# Wie verwendet man eine ganz normale Timerfunktion in Beckhoff ST?



## Jush (8 Dezember 2006)

Guten Tag,

ich habe gerade mit ST (Strukturierter Text) angefangen.
Wie mach man eine ganz normale Timerfunktion hier?:

Timer start.
nach 10 sekunden soll dann den Ausgang gesetzt werden.

Vielen Dank im Voraus!

MfG


----------



## zotos (8 Dezember 2006)

Such mal in der Hilfe nach "TON"
Da ist ein Beispiel auch in ST Dargestellt.


----------



## zotos (8 Dezember 2006)

Ohne Gewähr:

VAR 
TON_1: *TON*; 

___________________________________________________________


TON_1(IN := Eingang, PT := T#10000ms); (* Einschaltverzögeung 10s*)

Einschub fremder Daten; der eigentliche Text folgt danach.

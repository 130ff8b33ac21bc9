use serde_json::Value;

use crate::error::{Result, SolaceError};
use crate::llm::extract::{extract_json, JsonShape};
use crate::llm::{prompts, LlmProvider};
use crate::support::fallback;
use crate::support::types::SuggestionContext;

/// Personalized coping-suggestion generation.
///
/// Never fails and never returns an empty list: any failure falls back to
/// the fixed table keyed by the caller-reported emotion. Valid model output
/// longer than five items is truncated; shorter than three is rejected as
/// an extraction failure.
pub struct SuggestionEngine {
    llm: LlmProvider,
    model: String,
}

impl Clone for SuggestionEngine {
    fn clone(&self) -> Self {
        Self {
            llm: self.llm.clone(),
            model: self.model.clone(),
        }
    }
}

impl SuggestionEngine {
    pub fn new(llm: LlmProvider, model: impl Into<String>) -> Self {
        Self {
            llm,
            model: model.into(),
        }
    }

    pub async fn generate(&self, context: &SuggestionContext) -> Vec<String> {
        if !self.llm.is_available() {
            tracing::warn!("LLM unavailable, returning default suggestions");
            return fallback::default_suggestions(context.emotion.as_deref());
        }

        let spec = prompts::coping_suggestions(&self.model, context);

        let raw = match self.llm.complete(&spec, "suggestions").await {
            Ok(raw) => raw,
            Err(error) => {
                tracing::warn!(error = %error, "suggestion call failed, using defaults");
                return fallback::default_suggestions(context.emotion.as_deref());
            }
        };

        match extract_json(&raw, JsonShape::Array).and_then(Self::decode_list) {
            Ok(suggestions) => suggestions,
            Err(error) => {
                tracing::warn!(error = %error, "suggestion extraction failed, using defaults");
                fallback::default_suggestions(context.emotion.as_deref())
            }
        }
    }

    fn decode_list(value: Value) -> Result<Vec<String>> {
        let mut list: Vec<String> = serde_json::from_value(value)
            .map_err(|error| SolaceError::Extraction(format!("suggestion decode: {error}")))?;

        if list.iter().any(|s| s.trim().is_empty()) {
            return Err(SolaceError::Extraction(
                "empty suggestion string".to_string(),
            ));
        }
        if list.len() < 3 {
            return Err(SolaceError::Extraction(format!(
                "{} suggestions, expected at least 3",
                list.len()
            )));
        }

        list.truncate(5);
        Ok(list)
    }
}
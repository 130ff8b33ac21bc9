//! v1 Chat handlers.

use axum::extract::State;
use nanoid::nanoid;

use crate::api::v1::dto::chat::{ChatReplyRequest, ChatReplyResponse};
use crate::api::v1::response::{ApiError, ApiResponse, ErrorCode};
use crate::api::AppState;
use crate::support::types::ConversationTurn;

/// `POST /api/v1/chat/reply`
///
/// Produces a therapeutic reply to the latest message. This is the one
/// operation that surfaces model failures to the caller: when the AI
/// service cannot be reached the response is a 503 envelope with a fixed
/// user-safe message, never a fabricated reply.
#[utoipa::path(
    post,
    path = "/api/v1/chat/reply",
    tag = "chat",
    request_body = ChatReplyRequest,
    responses(
        (status = 200, description = "Therapeutic reply", body = ChatReplyResponse),
        (status = 400, description = "Invalid request", body = ApiError),
        (status = 503, description = "AI service unavailable", body = ApiError),
    )
)]
pub async fn create_reply(
    State(state): State<AppState>,
    axum::Json(req): axum::Json<ChatReplyRequest>,
) -> ApiResponse<ChatReplyResponse> {
    if req.message.trim().is_empty() {
        return ApiResponse::error(ErrorCode::InvalidRequest, "Message cannot be empty");
    }

    let session_id = req.session_id.clone().unwrap_or_else(|| nanoid!());

    let history: Vec<ConversationTurn> = req.history.into_iter().map(Into::into).collect();

    match state.chat.reply(&history, &req.message).await {
        Ok(reply) => ApiResponse::success(ChatReplyResponse { reply, session_id }),
        Err(e) => e.into(),
    }
}
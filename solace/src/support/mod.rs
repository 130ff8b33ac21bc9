pub mod analysis;
pub mod chat;
pub mod fallback;
pub mod suggestions;
pub mod summary;
pub mod types;

pub use analysis::EmotionAnalyzer;
pub use chat::TherapyChat;
pub use suggestions::SuggestionEngine;
pub use summary::WeeklySummarizer;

Ausgang := TON_1.Q; (* Dem Ausgang zuweisen *)


----------



## Jush (11 Dezember 2006)

Das funktioniert, steht allerdings nicht in meinem Hilfemenu.

Ich hate folgendes versucht, aber das ging nicht:

TON_1.PV := T#10s;
TON_1.IN := Eingang;

Danke für die Hilfe!

P.s.:
findet Ihr auch, dass die Beckhoff Hilfedatei ganz schlecht ist?


----------



## M_o_t (11 Dezember 2006)

Hallo,

ich kenn zwar nur Wago aber da ist über rechten Mausklick fast alles zu finden, z.B in deinem Fall die Eingabehilfe. Dann wird's schon ganz einfach.

Gruß
Silke


----------



## ge_org (11 Dezember 2006)

hallo,
deine 2 Zeilen hätten meines Erachtens auch funktioniert wenn Du vor dem In und PV Parametern den Baustein aufgerufen hättest:

ton_1();
dann deine 2 Zeilen (PV und in);

gruß
georg


----------



## trinitaucher (12 Dezember 2006)

> P.s.:
> findet Ihr auch, dass die Beckhoff Hilfedatei ganz schlecht ist?

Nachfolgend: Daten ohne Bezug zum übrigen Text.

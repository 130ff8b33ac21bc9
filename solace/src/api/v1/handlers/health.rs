use axum::extract::State;
use serde::Serialize;

use crate::api::state::AppState;
use crate::api::v1::response::ApiResponse;
use crate::llm::LlmBackend;

/// Health data returned inside the v1 envelope.
#[derive(Debug, Clone, Serialize, utoipa::ToSchema)]
pub struct HealthData {
    pub status: String,
    pub version: String,
    pub llm: LlmStatus,
}

#[derive(Debug, Clone, Serialize, utoipa::ToSchema)]
pub struct LlmStatus {
    pub status: String,
    #[serde(skip_serializing_if = "Option::is_none")]
    pub provider: Option<String>,
    #[serde(skip_serializing_if = "Option::is_none")]
    pub chat_model: Option<String>,
    #[serde(skip_serializing_if = "Option::is_none")]
    pub insight_model: Option<String>,
}

/// `GET /api/v1/health`
#[utoipa::path(
    get,
    path = "/api/v1/health",
    tag = "health",
    responses(
        (status = 200, description = "Service health status", body = HealthData),
    )
)]
pub async fn health_check(State(state): State<AppState>) -> ApiResponse<HealthData> {
    let llm_status = if state.llm.is_available() {
        let provider = match state.llm.backend() {
            LlmBackend::OpenAI => "openai",
            LlmBackend::OpenRouter => "openrouter",
            LlmBackend::Ollama => "ollama",
            LlmBackend::LmStudio => "lmstudio",
            LlmBackend::OpenAICompatible { .. } => "openai-compatible",
            LlmBackend::Unavailable { .. } => "unavailable",
        };
        LlmStatus {
            status: "available".to_string(),
            provider: Some(provider.to_string()),
            chat_model: state.llm.config().map(|c| c.chat_model.clone()),
            insight_model: state.llm.config().map(|c| c.insight_model.clone()),
        }
    } else {
        LlmStatus {
            status: "unavailable".to_string(),
            provider: None,
            chat_model: None,
            insight_model: None,
        }
    };

    ApiResponse::success(HealthData {
        status: "ok".to_string(),
        version: env!("CARGO_PKG_VERSION").to_string(),
        llm: llm_status,
    })
}
use axum::{middleware, routing::get, routing::post, Router};

use crate::api::state::AppState;

use super::handlers;
use super::middleware::v1_auth_middleware;

pub fn v1_router(state: AppState) -> Router<AppState> {
    let chat = Router::new().route("/reply", post(handlers::chat::create_reply));

    let insights = Router::new()
        .route("/emotion", post(handlers::insights::analyze_emotion))
        .route("/suggestions", post(handlers::insights::generate_suggestions))
        .route("/weekly-summary", post(handlers::insights::weekly_summary));

    let public_routes = Router::new()
        .route("/health", get(handlers::health_check))
        .route("/openapi.json", get(super::openapi::openapi_json))
        .merge(super::openapi::redoc_router());

    let protected_routes = Router::new()
        .nest("/chat", chat)
        .nest("/insights", insights)
        .route_layer(middleware::from_fn_with_state(state, v1_auth_middleware));

    Router::new().merge(public_routes).merge(protected_routes)
}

Kommt drauf an,welche Version man hat und wie intensiv man sucht 
Ich hab die neueste Version des "Beckhoff Information System" (2.0) und nach der Eingabe von "TON" wird sofort die Beschreibung des Bausteins aufgerufen. Dann muss man natürlich noch wissen, wie man generell Funktionsbausteine aufruft. Aber das sollte für SPS-Programmierer Voraussetzung sein.

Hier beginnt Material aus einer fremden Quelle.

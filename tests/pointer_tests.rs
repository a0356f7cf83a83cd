// Host-side tests for pointer subscriptions and the spring-smoothed follower.
// `PointerHub` stands in for the browser window as the event source.

use glam::Vec2;
use promptshield_web::core::{
    PointerFollower, PointerHub, PointerSource, Spring2, SpringConfig, Subscription,
};
use std::cell::{Cell, RefCell};
use std::rc::Rc;

const FRAME: f32 = 1.0 / 60.0;

#[test]
fn subscription_cancel_runs_release_once() {
    let count = Rc::new(Cell::new(0));
    let c = count.clone();
    let mut sub = Subscription::new(move || c.set(c.get() + 1));
    assert!(sub.is_active());
    sub.cancel();
    sub.cancel();
    drop(sub);
    assert_eq!(count.get(), 1);
}

#[test]
fn dropping_a_subscription_releases_it() {
    let released = Rc::new(Cell::new(false));
    let r = released.clone();
    {
        let _sub = Subscription::new(move || r.set(true));
    }
    assert!(released.get());
}

#[test]
fn hub_delivers_to_live_handlers_only() {
    let hub = PointerHub::new();
    let seen = Rc::new(RefCell::new(Vec::new()));
    let s = seen.clone();
    let mut sub = hub.subscribe(Box::new(move |p| s.borrow_mut().push(p)));
    assert_eq!(hub.listener_count(), 1);

    hub.dispatch(Vec2::new(1.0, 2.0));
    sub.cancel();
    hub.dispatch(Vec2::new(3.0, 4.0));

    assert_eq!(*seen.borrow(), vec![Vec2::new(1.0, 2.0)]);
    assert_eq!(hub.listener_count(), 0);
}

#[test]
fn handler_may_release_itself_during_dispatch() {
    let hub = PointerHub::new();
    let slot: Rc<RefCell<Option<Subscription>>> = Rc::new(RefCell::new(None));
    let calls = Rc::new(Cell::new(0));
    let (slot_h, calls_h) = (slot.clone(), calls.clone());
    let sub = hub.subscribe(Box::new(move |_| {
        calls_h.set(calls_h.get() + 1);
        if let Some(mut s) = slot_h.borrow_mut().take() {
            s.cancel();
        }
    }));
    *slot.borrow_mut() = Some(sub);

    hub.dispatch(Vec2::ZERO);
    hub.dispatch(Vec2::ZERO);
    assert_eq!(calls.get(), 1);
    assert_eq!(hub.listener_count(), 0);
}

#[test]
fn follower_starts_off_screen_and_at_rest() {
    let mut follower = PointerFollower::default();
    assert_eq!(follower.raw(), Vec2::new(-100.0, -100.0));
    assert_eq!(follower.tick(FRAME), Vec2::new(-100.0, -100.0));
    assert!(follower.is_settled());
}

#[test]
fn follower_subscribes_once_and_stop_is_idempotent() {
    let hub = PointerHub::new();
    let mut follower = PointerFollower::default();
    follower.start(&hub);
    follower.start(&hub);
    assert!(follower.is_listening());
    assert_eq!(hub.listener_count(), 1);

    follower.stop();
    follower.stop();
    assert!(!follower.is_listening());
    assert_eq!(hub.listener_count(), 0);
}

#[test]
fn dropping_follower_detaches_listener() {
    let hub = PointerHub::new();
    {
        let mut follower = PointerFollower::default();
        follower.start(&hub);
        assert_eq!(hub.listener_count(), 1);
    }
    assert_eq!(hub.listener_count(), 0);
}

#[test]
fn followers_subscribe_independently() {
    let hub = PointerHub::new();
    let mut a = PointerFollower::default();
    let mut b = PointerFollower::default();
    a.start(&hub);
    b.start(&hub);
    assert_eq!(hub.listener_count(), 2);

    a.stop();
    hub.dispatch(Vec2::new(10.0, 20.0));
    assert_eq!(b.raw(), Vec2::new(10.0, 20.0));
    assert_eq!(a.raw(), Vec2::new(-100.0, -100.0));
    assert_eq!(hub.listener_count(), 1);
}

#[test]
fn smoothed_position_lags_behind_raw() {
    let hub = PointerHub::new();
    let mut follower = PointerFollower::default();
    follower.start(&hub);
    hub.dispatch(Vec2::new(400.0, 300.0));

    let p = follower.tick(FRAME);
    assert!(p.x > -100.0 && p.x < 400.0, "x = {}", p.x);
    assert!(p.y > -100.0 && p.y < 300.0, "y = {}", p.y);
    assert!(!follower.is_settled());
}

#[test]
fn smoothed_position_settles_on_held_pointer() {
    let hub = PointerHub::new();
    let mut follower = PointerFollower::default();
    follower.start(&hub);
    hub.dispatch(Vec2::new(400.0, 300.0));

    for _ in 0..600 {
        follower.tick(FRAME);
    }
    assert!((follower.smoothed() - follower.raw()).length() < 1e-3);
    assert!(follower.is_settled());
}

#[test]
fn default_tuning_never_overshoots() {
    let cfg = SpringConfig::default();
    assert!(cfg.damping_ratio() > 1.0);

    let mut spring = Spring2::new(cfg, Vec2::new(-100.0, 0.0));
    spring.target = Vec2::new(400.0, 0.0);
    let mut prev = spring.position.x;
    for _ in 0..600 {
        let x = spring.step(FRAME).x;
        assert!(x >= prev, "moved backwards: {prev} -> {x}");
        assert!(x <= 400.0 + 1e-3, "overshoot to {x}");
        prev = x;
    }
    assert_eq!(spring.position, spring.target);
}

#[test]
fn underdamped_spring_still_settles() {
    let cfg = SpringConfig {
        damping: 5.0,
        ..SpringConfig::default()
    };
    assert!(cfg.damping_ratio() < 1.0);
    let mut spring = Spring2::new(cfg, Vec2::ZERO);
    spring.target = Vec2::new(50.0, -50.0);
    for _ in 0..1200 {
        spring.step(FRAME);
    }
    assert!((spring.position - spring.target).length() < 0.01);
}

#[test]
fn oversized_frames_are_clamped() {
    let mut a = Spring2::new(SpringConfig::default(), Vec2::ZERO);
    let mut b = a;
    a.target = Vec2::new(100.0, 0.0);
    b.target = a.target;
    a.step(10.0);
    b.step(0.25);
    assert_eq!(a.position, b.position);
}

Aber ich stimme zu,die orignial CoDeSys Hilfe ist besonders für nicht ganz so gut geschultes Personal teilweise leichter zu verstehen, bzw. es gibt dort mehr Beispiele.

MfG
der trinitaucher


----------



## Cerberus (30 August 2007)

*Ultimative Lösung!!*

Also jetzt einmal eine funktionierende Lösung in ST:

Variablendeklarierung:

VAR
     fbTimer: TON;
     iSchritt: INT := 1;
     Ausgang: BOOL := FALSE;
END_VAR

Programm:

CASE iSchritt OF
     10:
          fbTimer(IN:= TRUE, PT:= T#10s, Q=> , ET=> );  (*Timer starten*)
          iSchritt := 11;
     11:
          fbTimer(IN:= TRUE);
          IF fbTimer.Q THEN             (*Warten bis Timer abgelaufen*)
               fbTimer(IN:= FALSE);    (*Timer rücksetzen*)
               Ausgang := TRUE;
          END_IF
END_CASE


----------



## zotos (30 August 2007)

Cerberus schrieb:


> Also jetzt einmal eine funktionierende Lösung in ST:
> ...



Was schreibst Du für einen Müll?


----------



## drfunfrock (3 September 2007)

Der TOn ist nun wirkilich einfach zu benutzen:

Nach der Deklaration erfolgt die Initialisierung. In der Regel stelle ich den Initialisierungsteil an den Anfang eines Blocks, um die Übersicht zu behalten. Bedingte Ausführungen sind nicht nötig. Hier 2 Beispiele

1) ------------------------
timer : TON;

(* Initialisierung *)
timer(PT:=t#100ms);

(* Benutzen *)

timer.IN := not timer.Q;
IF timer.Q THEN
 ...
END_IF;
------------------------


2) ------------------------
timer : TON;

(* Initialisierung *)
timer(PT:=t#100ms, IN := sensor1 AND sensor2);

(* Benutzen *)
IF timer.Q THEN
 ...
END_IF;
------------------------


----------